In January 2010, the Texas Historical Commission approved the placement of a state historic marker in front of the station to commemorate the Texas International Pop Festival, which had been held at the same site in 1969.

In June 2010, a concrete pump at the station's construction site collapsed, killing two workers and injuring two more.

In late 2010, ground was broken on Hebron 121 Station, a 90-acre transit-oriented development project adjacent to the station. The project was described as the largest transit-oriented development in the region.

On December 6, 2010, Dallas Area Rapid Transit opened the northern segment of the Green Line, which the A-train would connect to at Trinity Mills. In tandem with the Green Line's opening, DCTA held a "Countdown to Connectivity" event, which included a preview ride between the Hebron and Trinity Mills stations.

=== Service ===
Hebron station, along with the rest of the A-train, opened on June 18, 2011. The line's opening ceremony, dubbed the "Rock n' Rail Station Celebration", saw local musical acts playing at all five DCTA-built stations, including Hebron. The station entered revenue service the following Monday.

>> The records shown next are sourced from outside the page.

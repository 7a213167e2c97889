//! Flag relay client.
//!
//! Posts the visitor context to the relay and caches the returned values per
//! context for a short TTL.
//!
//! ```text
//! POST {FLAGS_URL}/v1/evaluate
//! Authorization: <sdk key>
//! { "context": { "key": "...", "kind": "user", "country": "GB", "custom": { ... } } }
//!
//! 200 { "flags": { "ui.variant": "bold", ... } }
//! ```

use std::time::Duration;

use async_trait::async_trait;
use moka::future::Cache;
use reqwest::header::{AUTHORIZATION, HeaderMap, HeaderValue};
use secrecy::ExposeSecret;
use serde::{Deserialize, Serialize};
use serde_json::{Map, Value};
use url::Url;

use omni_core::VisitorContext;

use super::{FlagError, FlagEvaluator, FlagSet};
use crate::config::FlagRelayConfig;

/// Evaluation endpoint, relative to the relay base URL.
const EVALUATE_PATH: &str = "v1/evaluate";

/// Distinct visitor contexts kept in the cache.
const CACHE_CAPACITY: u64 = 10_000;

#[derive(Serialize)]
struct EvaluateRequest<'a> {
    context: &'a VisitorContext,
}

#[derive(Deserialize)]
struct EvaluateResponse {
    #[serde(default)]
    flags: Map<String, Value>,
}

/// Flag evaluator backed by a remote relay.
#[derive(Clone)]
pub struct RemoteFlags {
    client: reqwest::Client,
    endpoint: Url,
    cache: Cache<VisitorContext, FlagSet>,
}

impl RemoteFlags {
    /// Create a relay client.
    ///
    /// # Errors
    ///
    /// Returns error if the SDK key is not a valid header value, the
    /// endpoint URL cannot be built, or the HTTP client fails to build.
    pub fn new(relay: &FlagRelayConfig, cache_ttl: Duration) -> Result<Self, FlagError> {
        let mut auth = HeaderValue::from_str(relay.sdk_key.expose_secret())
            .map_err(|e| FlagError::Config(format!("Invalid SDK key format: {e}")))?;
        auth.set_sensitive(true);

        let mut headers = HeaderMap::new();
        headers.insert(AUTHORIZATION, auth);

        let client = reqwest::Client::builder()
            .default_headers(headers)
            .timeout(relay.timeout)
            .build()?;

        Ok(Self {
            client,
            endpoint: evaluate_endpoint(&relay.url)?,
            cache: Cache::builder()
                .max_capacity(CACHE_CAPACITY)
                .time_to_live(cache_ttl)
                .build(),
        })
    }

    async fn fetch(&self, context: &VisitorContext) -> Result<FlagSet, FlagError> {
        let response = self
            .client
            .post(self.endpoint.clone())
            .json(&EvaluateRequest { context })
            .send()
            .await?;
        let status = response.status();

        if !status.is_success() {
            let message = response.text().await.unwrap_or_default();
            return Err(FlagError::Api {
                status: status.as_u16(),
                message,
            });
        }

        let body: EvaluateResponse = response
            .json()
            .await
            .map_err(|e| FlagError::Parse(e.to_string()))?;

        tracing::debug!(flags = body.flags.len(), "fetched flag evaluation");
        Ok(FlagSet::new(body.flags))
    }
}

#[async_trait]
impl FlagEvaluator for RemoteFlags {
    async fn evaluate_all(&self, context: &VisitorContext) -> Result<FlagSet, FlagError> {
        if let Some(flags) = self.cache.get(context).await {
            return Ok(flags);
        }

        let flags = self.fetch(context).await?;
        self.cache.insert(context.clone(), flags.clone()).await;
        Ok(flags)
    }

    async fn identify(&self, context: &VisitorContext) {
        self.cache.invalidate(context).await;
        match self.fetch(context).await {
            Ok(flags) => self.cache.insert(context.clone(), flags).await,
            Err(e) => tracing::warn!(error = %e, "failed to refresh flags after context change"),
        }
    }
}

/// Resolve the evaluation endpoint, treating the base URL as a directory.
fn evaluate_endpoint(base: &Url) -> Result<Url, FlagError> {
    let mut base = base.clone();
    if !base.path().ends_with('/') {
        let path = format!("{}/", base.path());
        base.set_path(&path);
    }
    base.join(EVALUATE_PATH)
        .map_err(|e| FlagError::Config(format!("Invalid relay URL: {e}")))
}

#[cfg(test)]
#[allow(clippy::unwrap_used)]
mod tests {
    use std::sync::Arc;
    use std::sync::atomic::{AtomicUsize, Ordering};

    use axum::extract::State;
    use axum::http::{HeaderMap as RequestHeaders, StatusCode};
    use axum::routing::post;
    use axum::{Json, Router};
    use secrecy::SecretString;

    use omni_core::{Country, UiVariant};

    use super::*;

    #[derive(Clone, Default)]
    struct Relay {
        calls: Arc<AtomicUsize>,
    }

    /// Serves `bold` to BE visitors and `control` to everyone else.
    async fn evaluate(
        State(relay): State<Relay>,
        headers: RequestHeaders,
        Json(body): Json<Value>,
    ) -> Result<Json<Value>, StatusCode> {
        if headers.get("authorization").and_then(|v| v.to_str().ok()) != Some("sdk-test-5d1e") {
            return Err(StatusCode::UNAUTHORIZED);
        }
        relay.calls.fetch_add(1, Ordering::SeqCst);
        let variant = if body["context"]["country"] == "BE" {
            "bold"
        } else {
            "control"
        };
        Ok(Json(serde_json::json!({ "flags": { "ui.variant": variant } })))
    }

    async fn start_relay(relay: Relay) -> Url {
        let app = Router::new()
            .route("/relay/v1/evaluate", post(evaluate))
            .with_state(relay);
        let listener = tokio::net::TcpListener::bind("127.0.0.1:0").await.unwrap();
        let addr = listener.local_addr().unwrap();
        tokio::spawn(async move { axum::serve(listener, app).await.unwrap() });
        Url::parse(&format!("http://{addr}/relay")).unwrap()
    }

    fn relay_config(url: Url, key: &str) -> FlagRelayConfig {
        FlagRelayConfig {
            url,
            sdk_key: SecretString::from(key.to_string()),
            timeout: Duration::from_secs(5),
        }
    }

    #[test]
    fn test_evaluate_endpoint() {
        let with_path = Url::parse("https://flags.internal/relay").unwrap();
        assert_eq!(
            evaluate_endpoint(&with_path).unwrap().as_str(),
            "https://flags.internal/relay/v1/evaluate"
        );

        let root = Url::parse("https://flags.internal").unwrap();
        assert_eq!(
            evaluate_endpoint(&root).unwrap().as_str(),
            "https://flags.internal/v1/evaluate"
        );
    }

    #[tokio::test]
    async fn test_evaluates_per_context_and_caches() {
        let relay = Relay::default();
        let url = start_relay(relay.clone()).await;
        let flags =
            RemoteFlags::new(&relay_config(url, "sdk-test-5d1e"), Duration::from_secs(60)).unwrap();

        let be = VisitorContext::regular(Country::Be);
        let first = flags.evaluate_all(&be).await.unwrap();
        let again = flags.evaluate_all(&be).await.unwrap();
        assert_eq!(first, again);
        assert_eq!(
            first.evaluate(omni_core::FlagKey::UiVariant, UiVariant::Control),
            UiVariant::Bold
        );
        assert_eq!(relay.calls.load(Ordering::SeqCst), 1);

        let gb = flags
            .evaluate_all(&VisitorContext::regular(Country::Gb))
            .await
            .unwrap();
        assert_eq!(gb.game_flags().ui_variant, UiVariant::Control);
        assert_eq!(relay.calls.load(Ordering::SeqCst), 2);
    }

    #[tokio::test]
    async fn test_identify_refetches() {
        let relay = Relay::default();
        let url = start_relay(relay.clone()).await;
        let flags =
            RemoteFlags::new(&relay_config(url, "sdk-test-5d1e"), Duration::from_secs(60)).unwrap();

        let context = VisitorContext::vip(Country::Gb);
        flags.evaluate_all(&context).await.unwrap();
        flags.identify(&context).await;
        flags.evaluate_all(&context).await.unwrap();

        assert_eq!(relay.calls.load(Ordering::SeqCst), 2);
    }

    #[tokio::test]
    async fn test_error_status_is_reported() {
        let relay = Relay::default();
        let url = start_relay(relay.clone()).await;
        let flags =
            RemoteFlags::new(&relay_config(url, "sdk-wrong-key"), Duration::from_secs(60)).unwrap();

        let result = flags.evaluate_all(&VisitorContext::default()).await;
        assert!(matches!(result, Err(FlagError::Api { status: 401, .. })));
    }
}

In 2015, DCTA broke ground on the Lewisville Hike and Bike Trail, which would roughly parallel the A-train's tracks between Hebron station and Highland Village/Lewisville Lake station. The first segment of the trail, which ran from Hebron to Downtown Lewisville, opened in 2016. An extension of the trail south of Hebron has been proposed.

In 2017, DCTA announced the creation of a fare-free zone between Hebron and Trinity Mills.

In 2019, DCTA introduced Lewisville Lakeway, an on-demand service connecting Hebron station to Lakeway Business Park. In mid-2021, Lewisville Lakeway was superseded by GoZone, a similar program serving the entire city of Lewisville. Later that year, DCTA's two Lewisville bus routes, both of which stopped at Hebron, were also eliminated in favor of GoZone.